O deputado federal Kim Kataguiri (União-SP) protagonizou um discurso de forte teor crítico ao Supremo Tribunal Federal (STF) durante a “Marcha contra a Corrupção”, realizada no sábado (21), na cidade de São Paulo. O evento foi organizado pelo Movimento Brasil Livre (MBL) e reuniu apoiadores da pauta anticorrupção.
Durante sua fala, o parlamentar direcionou ataques diretos a ministros da Suprema Corte, especialmente Alexandre de Moraes e Dias Toffoli. Em tom incisivo, Kataguiri afirmou que gostaria de ver ambos presos, utilizando expressões duras ao se referir aos magistrados.
O deputado também argumentou que, historicamente, o Brasil já registrou a queda de presidentes da República, mas nunca de ministros do STF. Segundo ele, o cenário político poderia passar por uma mudança inédita, com eventual responsabilização de integrantes da Corte. “Desde a Nova República, dois presidentes já caíram. Nenhum ministro do Supremo caiu. Essa vai ser a primeira vez”, declarou.
Em outro momento, Kataguiri afirmou estar ciente das possíveis consequências legais de suas declarações, incluindo eventual responsabilização judicial. Ainda assim, disse não temer eventuais punições. “Se eu precisar ser preso pelas minhas convicções, vou com orgulho”, afirmou diante do público presente.
O discurso também incluiu menções ao banqueiro Daniel Vorcaro, ligado ao Banco Master, além de referências ao presidente Luiz Inácio Lula da Silva. O parlamentar citou supostas informações sobre contatos e encontros envolvendo figuras políticas e empresariais, embora não tenha apresentado provas durante a manifestação.

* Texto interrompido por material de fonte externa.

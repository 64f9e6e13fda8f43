//! Subscriber Broadcast Hub
//!
//! Maintains the set of live observers and fans pipeline results out to
//! them, best-effort. Each observer owns a bounded mpsc channel; the hub
//! holds the send half. Fan-out is **sequential** over a snapshot of the
//! registry taken at sweep start, so a single broadcast delivers in
//! registration order, while concurrent broadcasts for different readings
//! carry no cross-ordering guarantee.
//!
//! A delivery failure - the observer's channel closed, or full because the
//! observer stopped draining - marks the observer for removal; pruning
//! happens after the sweep completes, never while iterating. Losing an
//! observer never affects delivery to the others or the ingest caller.

use std::collections::HashMap;
use std::sync::atomic::{AtomicU64, Ordering};

use tokio::sync::{mpsc, RwLock};
use tracing::{debug, info};

use crate::types::TelemetryUpdate;

/// Opaque handle identifying one registered observer.
#[derive(Debug, Clone, Copy, PartialEq, Eq, Hash)]
pub struct ObserverId(u64);

/// Live observer registry with best-effort fan-out.
pub struct BroadcastHub {
    observers: RwLock<HashMap<ObserverId, mpsc::Sender<TelemetryUpdate>>>,
    next_id: AtomicU64,
    channel_capacity: usize,
}

impl BroadcastHub {
    /// `channel_capacity` bounds each observer's in-flight backlog.
    pub fn new(channel_capacity: usize) -> Self {
        Self {
            observers: RwLock::new(HashMap::new()),
            next_id: AtomicU64::new(1),
            channel_capacity: channel_capacity.max(1),
        }
    }

    /// Register a new observer. Safe to call while broadcasts are in
    /// flight; the observer joins the next sweep's snapshot.
    pub async fn subscribe(&self) -> (ObserverId, mpsc::Receiver<TelemetryUpdate>) {
        let id = ObserverId(self.next_id.fetch_add(1, Ordering::Relaxed));
        let (tx, rx) = mpsc::channel(self.channel_capacity);

        let count = {
            let mut observers = self.observers.write().await;
            observers.insert(id, tx);
            observers.len()
        };
        info!(observer = id.0, total = count, "Observer subscribed");

        (id, rx)
    }

    /// Remove an observer. Idempotent: removing an absent observer is a
    /// no-op.
    pub async fn unsubscribe(&self, id: ObserverId) {
        let removed = self.observers.write().await.remove(&id).is_some();
        if removed {
            info!(observer = id.0, "Observer unsubscribed");
        }
    }

    /// Number of currently registered observers.
    pub async fn observer_count(&self) -> usize {
        self.observers.read().await.len()
    }

    /// Deliver `update` to every registered observer, best-effort.
    ///
    /// Operates over a snapshot of the registry taken at sweep start;
    /// observers whose delivery fails are pruned after the sweep. Returns
    /// the number of successful deliveries.
    pub async fn broadcast(&self, update: &TelemetryUpdate) -> usize {
        let snapshot: Vec<(ObserverId, mpsc::Sender<TelemetryUpdate>)> = {
            let observers = self.observers.read().await;
            observers.iter().map(|(id, tx)| (*id, tx.clone())).collect()
        };

        let mut delivered = 0usize;
        let mut failed: Vec<ObserverId> = Vec::new();

        for (id, tx) in snapshot {
            match tx.try_send(update.clone()) {
                Ok(()) => delivered += 1,
                Err(e) => {
                    debug!(observer = id.0, error = %e, "Broadcast delivery failed");
                    failed.push(id);
                }
            }
        }

        if !failed.is_empty() {
            let mut observers = self.observers.write().await;
            for id in &failed {
                observers.remove(id);
            }
            info!(
                pruned = failed.len(),
                remaining = observers.len(),
                "Pruned unreachable observers after broadcast sweep"
            );
        }

        delivered
    }
}
//! Fleet Sentinel: Autonomous Fleet Telemetry Intelligence
//!
//! Real-time ingestion of vehicle sensor readings, scored against a
//! pretrained failure/anomaly model ensemble, with persisted verdicts,
//! threshold-driven maintenance tickets, and live observer fan-out.
//!
//! ## Architecture
//!
//! - **Ingestion Pipeline**: existence check -> persist -> score -> verdict -> side effects
//! - **Model Ensemble Host**: three load-once artifacts, partial-availability tolerant
//! - **Decision Policy**: pure verdict-message mapping
//! - **Maintenance Trigger**: opens work items when verdicts cross the risk gate
//! - **Broadcast Hub**: best-effort fan-out to live WebSocket observers

pub mod api;
pub mod config;
pub mod ensemble;
pub mod hub;
pub mod maintenance;
pub mod pipeline;
pub mod policy;
pub mod storage;
pub mod types;

// Re-export the service configuration
pub use config::SentinelConfig;

// Re-export commonly used types
pub use types::{
    FeatureVector, IssueOrigin, MaintenanceRecord, MaintenanceStatus, Reading, ReadingPayload,
    Severity, TelemetryUpdate, Vehicle, VehicleStatus, Verdict,
};

// Re-export the pipeline and its collaborators
pub use ensemble::ModelEnsemble;
pub use hub::BroadcastHub;
pub use maintenance::MaintenanceTrigger;
pub use pipeline::{IngestError, IngestOutcome, IngestPipeline, VerdictSink};

// Re-export storage
pub use storage::{FleetStore, StorageError};
//! API route table.

use axum::routing::{get, post};
use axum::Router;

use super::handlers::{self, ApiState};
use super::ws;

/// Build the /api/v1 router.
pub fn api_routes(state: ApiState) -> Router {
    Router::new()
        // Ingestion
        .route("/sensor-data", post(handlers::ingest_sensor_data))
        // Vehicle registry
        .route(
            "/vehicles",
            get(handlers::list_vehicles).post(handlers::register_vehicle),
        )
        .route(
            "/vehicles/:id",
            get(handlers::get_vehicle)
                .put(handlers::update_vehicle)
                .delete(handlers::deregister_vehicle),
        )
        // Read-latest and history
        .route("/vehicles/:id/latest-sensor", get(handlers::latest_sensor))
        .route(
            "/vehicles/:id/latest-prediction",
            get(handlers::latest_prediction),
        )
        .route("/vehicles/:id/readings", get(handlers::recent_readings))
        .route(
            "/vehicles/:id/predictions",
            get(handlers::recent_predictions),
        )
        // Maintenance
        .route(
            "/vehicles/:id/maintenance",
            get(handlers::vehicle_maintenance).post(handlers::open_maintenance),
        )
        .with_state(state)
}

/// Root-level routes: health check and the live observer socket.
pub fn root_routes(state: ApiState) -> Router {
    Router::new()
        .route("/health", get(handlers::health))
        .route("/ws/vehicles", get(ws::vehicles_ws))
        .with_state(state)
}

Kataguiri afirmou ainda ter ouvido relatos de deputados da base governista sobre reuniões entre o presidente e o empresário, reforçando suspeitas levantadas em sua fala. As declarações, no entanto, não foram acompanhadas de documentos ou evidências públicas no momento do discurso.
Ao final da apresentação, o deputado reforçou que assumiria individualmente qualquer consequência jurídica decorrente de suas declarações, desafiando possíveis medidas contra participantes do ato. A fala foi encerrada sob aplausos dos manifestantes.
O episódio ocorre em meio a um ambiente político marcado por tensões entre integrantes do Legislativo e do Judiciário, com discursos cada vez mais polarizados em manifestações públicas.